Absolutely freaking AMAZING!!!!!


----------



## bobzilla

Very impressive Jack!


----------



## jdubbya

This is so cool! I haven't checked this thread in a long time. love the progress!


----------



## DreadKnightswife

I think the longer root is awesome! It gives it charater and tree roots aren't all uniform! I wish I had a quarter of your artistic ability! AWESOME JOB!


----------



## dubbax3

Man this is beautiful!!


----------



## Sawtooth Jack

:jol:thought I'd share some progress with shaping the imp's body, which is just paper and tape at this stage (forgot to take some of the paper under-structure). It started out a bit too heavy as you can see in the first pic, so I trimmed it down to something a bit more bony. The arms are only bent like that to keep his head off the ground so the twig/thorn hair won't break off. It's starting to go quicker now and I have some good work done on the hands which I hope to post soon!


----------



## Joiseygal

Sawtooth this is turning out great!


----------



## RoxyBlue

"Tummy tuck" - LOL

Great body on this little guy!


----------



## Spooky1

Hope the knee is doing better. The face of your Forest Imp is wonderful. The twiggy hair is perfect. Glad to see he's getting a body.


----------



## Wispurs

Incredible work. Its beautiful.


----------



## discozombie

I like the pose Jack, it looks like he's sun tanning at the beach. Maybe a drink in one hand with a paper umbrella. Im thinking hes a spedo kind of imp. Nonsense aside, great work, as always. I smile when I see an update notification to your work because I know its going to be good.


----------



## Rania

Wow! That is gorgeous!


----------



## The Watcher

That is a great character to are creating.


----------



## Copchick

It's looking good! I did like the little pot belly though, but his improved belly looks good too.


----------



## gruesome

You are very talented! I love your attention to detail on this piece.


----------



## MommaMoose

As usual I am in love with another of your creations. Can't wait to see it finished.


----------



## Lilly

Great job so far.. did you use real twigs or make them? will those dots show up after mache' ? or will you have to redo them?


----------



## Sawtooth Jack

Thanks for the good words all! :jol: Slowly getting it all done.



Lilly said:


> Great job so far.. did you use real twigs or make them? will those dots show up after mache' ? or will you have to redo them?

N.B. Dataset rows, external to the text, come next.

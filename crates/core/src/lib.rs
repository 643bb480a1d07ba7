//! Domain model for the Hololith multi-tenant storefront backend.
//!
//! This crate is free of I/O: it holds the entity types shared by the
//! repository backends, the engine and the HTTP layer, together with the
//! pure rules (quota arithmetic, view idempotency keys, content validation).

pub mod analytics;
pub mod catalog;
pub mod discovery;
pub mod error;
pub mod plan;
pub mod quota;
pub mod tag;
pub mod tenant;
pub mod types;

pub use analytics::{
    AnalyticsEvent, DayBucket, TrackOutcome, ViewEventInput, ViewEventType, ViewTarget,
    ViewTotals, WeekSeries, day_key_utc, hash_viewer, idempotency_key,
};
pub use catalog::{DEFAULT_CURRENCY, Page, PageContent, Product, PublishStatus, Store};
pub use discovery::{ExploreKind, ExploreQuery, ExploreSort};
pub use error::ValidationError;
pub use plan::{
    FREE_PLAN_CODE, Plan, PlanDraft, Quotas, Subscription, SubscriptionStatus, TenantPlan, Usage,
};
pub use quota::QuotaViolation;
pub use tag::{Tag, TagDraft, TagRef};
pub use tenant::{MemberRole, Membership, Tenant, User};
pub use types::{
    EventId, MembershipId, PageId, PlanId, ProductId, StoreId, SubscriptionId, TagId, TenantId,
    UserId,
};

Lilly, thank you and no I did not use real twigs for the hair, just wire, newspaper and tape. As far as the dots/warts go, they are on top of the mache and while I'm sure many of them may disappear, I went over them all with two to three drops of the glue mixture, so some of them are good-sized bumps at this point. I'll try to add them here and there on the hands and body as well.

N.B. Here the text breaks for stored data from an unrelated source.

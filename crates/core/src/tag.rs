use chrono::{DateTime, Utc};
use serde::{Deserialize, Serialize};

use crate::error::ValidationError;
use crate::types::TagId;

/// Lowest (least restrictive) tag tier.
pub const MIN_TAG_TIER: u8 = 1;
/// Highest (most restrictive) tag tier.
pub const MAX_TAG_TIER: u8 = 3;

/// A global, slug-unique label that stores and products can carry.
///
/// Higher tiers are reserved for higher plans; see the tag-tier gate.
#[derive(Debug, Clone, PartialEq, Serialize, Deserialize)]
#[cfg_attr(feature = "openapi", derive(utoipa::ToSchema))]
#[serde(rename_all = "camelCase")]
pub struct Tag {
    pub id: TagId,
    pub slug: String,
    pub name: String,
    pub tier: u8,
    #[cfg_attr(feature = "openapi", schema(value_type = Object))]
    pub flags: serde_json::Value,
    pub created_at: DateTime<Utc>,
}

/// Slug and display name of a tag attached to a listing.
#[derive(Debug, Clone, PartialEq, Eq, Serialize, Deserialize)]
#[cfg_attr(feature = "openapi", derive(utoipa::ToSchema))]
pub struct TagRef {
    pub slug: String,
    pub name: String,
}

impl From<&Tag> for TagRef {
    fn from(tag: &Tag) -> Self {
        Self {
            slug: tag.slug.clone(),
            name: tag.name.clone(),
        }
    }
}

/// Input for creating a tag.
#[derive(Debug, Clone, PartialEq, Serialize, Deserialize)]
pub struct TagDraft {
    pub slug: String,
    pub name: String,
    pub tier: u8,
    pub flags: serde_json::Value,
}

impl TagDraft {
    /// Tags shipped with a fresh installation.
    #[must_use]
    pub fn seed() -> Vec<Self> {
        [("new", "New"), ("featured", "Featured"), ("sale", "Sale")]
            .into_iter()
            .map(|(slug, name)| Self {
                slug: slug.to_owned(),
                name: name.to_owned(),
                tier: MIN_TAG_TIER,
                flags: serde_json::json!({}),
            })
            .collect()
    }
}

/// Reject tiers outside `1..=3`.
pub fn validate_tier(tier: u8) -> Result<(), ValidationError> {
    if (MIN_TAG_TIER..=MAX_TAG_TIER).contains(&tier) {
        Ok(())
    } else {
        Err(ValidationError::new(format!(
            "tier must be between {MIN_TAG_TIER} and {MAX_TAG_TIER}"
        )))
    }
}

#[cfg(test)]
mod tests {
    use super::*;

    #[test]
    fn seed_tags_are_entry_tier() {
        let seed = TagDraft::seed();
        assert_eq!(seed.len(), 3);
        assert!(seed.iter().all(|t| t.tier == 1));
        assert!(seed.iter().any(|t| t.slug == "featured"));
    }

    #[test]
    fn tier_bounds() {
        assert!(validate_tier(1).is_ok());
        assert!(validate_tier(3).is_ok());
        assert!(validate_tier(0).is_err());
        assert!(validate_tier(4).is_err());
    }
}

Added more ribs to fill him out a bit before the mache work. They are a bit rough right now but should smooth out and fill in a bit as I go.










Also did some work on the hands-will be kind of like Sawtooth Jack's hands-and I still need to add the thumb to this one, but I'm done for the day.


----------



## RoxyBlue

Like, like, like

Will he get thumbs?


----------



## WeirdlyGruesome

ˆHeh!  

Love this! Trying to imagine him painted, but there's so many options. He looks amazing as is! Love his attitude.


----------



## Sawtooth Jack

RoxyBlue said:


> Like, like, like
> 
> Will he get thumbs?


Thumbs, oh yes, one on each hand! :jol: The better to grab you with!










Knuckle in the middle near the top of the hand needs more work now that I see this posted! It never ends...


----------



## Lunatic

I love your craft Jack!


----------



## discozombie

Jack, I smile everytime I get an update email for this thread. The progress is great


----------



## Sawtooth Jack

Thanks guys!

Not much progress. Work and vacation have kept me occupied elsewhere for the last couple of weeks, so I thought I'd post pics of the other hand I made a while back. Thumb is a bit off, but at least he'll have two...

Should have most of the mache work completed by the end of this weekend, then it's on to details, paint and making the base. Slow, but sure.


----------



## Pumpkin5

:jol: I am so digging the hands and the warts....this is going to be as good as the Sabers, if not a bit better. Your craft is really evolving as you go Sawtooth.... you are quickly growing into an EPIC mache artist.


----------



## BrightBlack

Aww! I was really looking forward to seeing the finished critter! 
Such an awesome concept and so well executed!


----------



## Sawtooth Jack

Thank you both for some very generous comments! :jol:

Real life has kept me busy elsewhere, but all the mache work should be complete and drying by next weekend...just in time for fall and some final details! I hope to post pics of the arm build and start of the base by then as well. I'll need to come up with some sort of wardrobe for it as well...tick tock, tick tock.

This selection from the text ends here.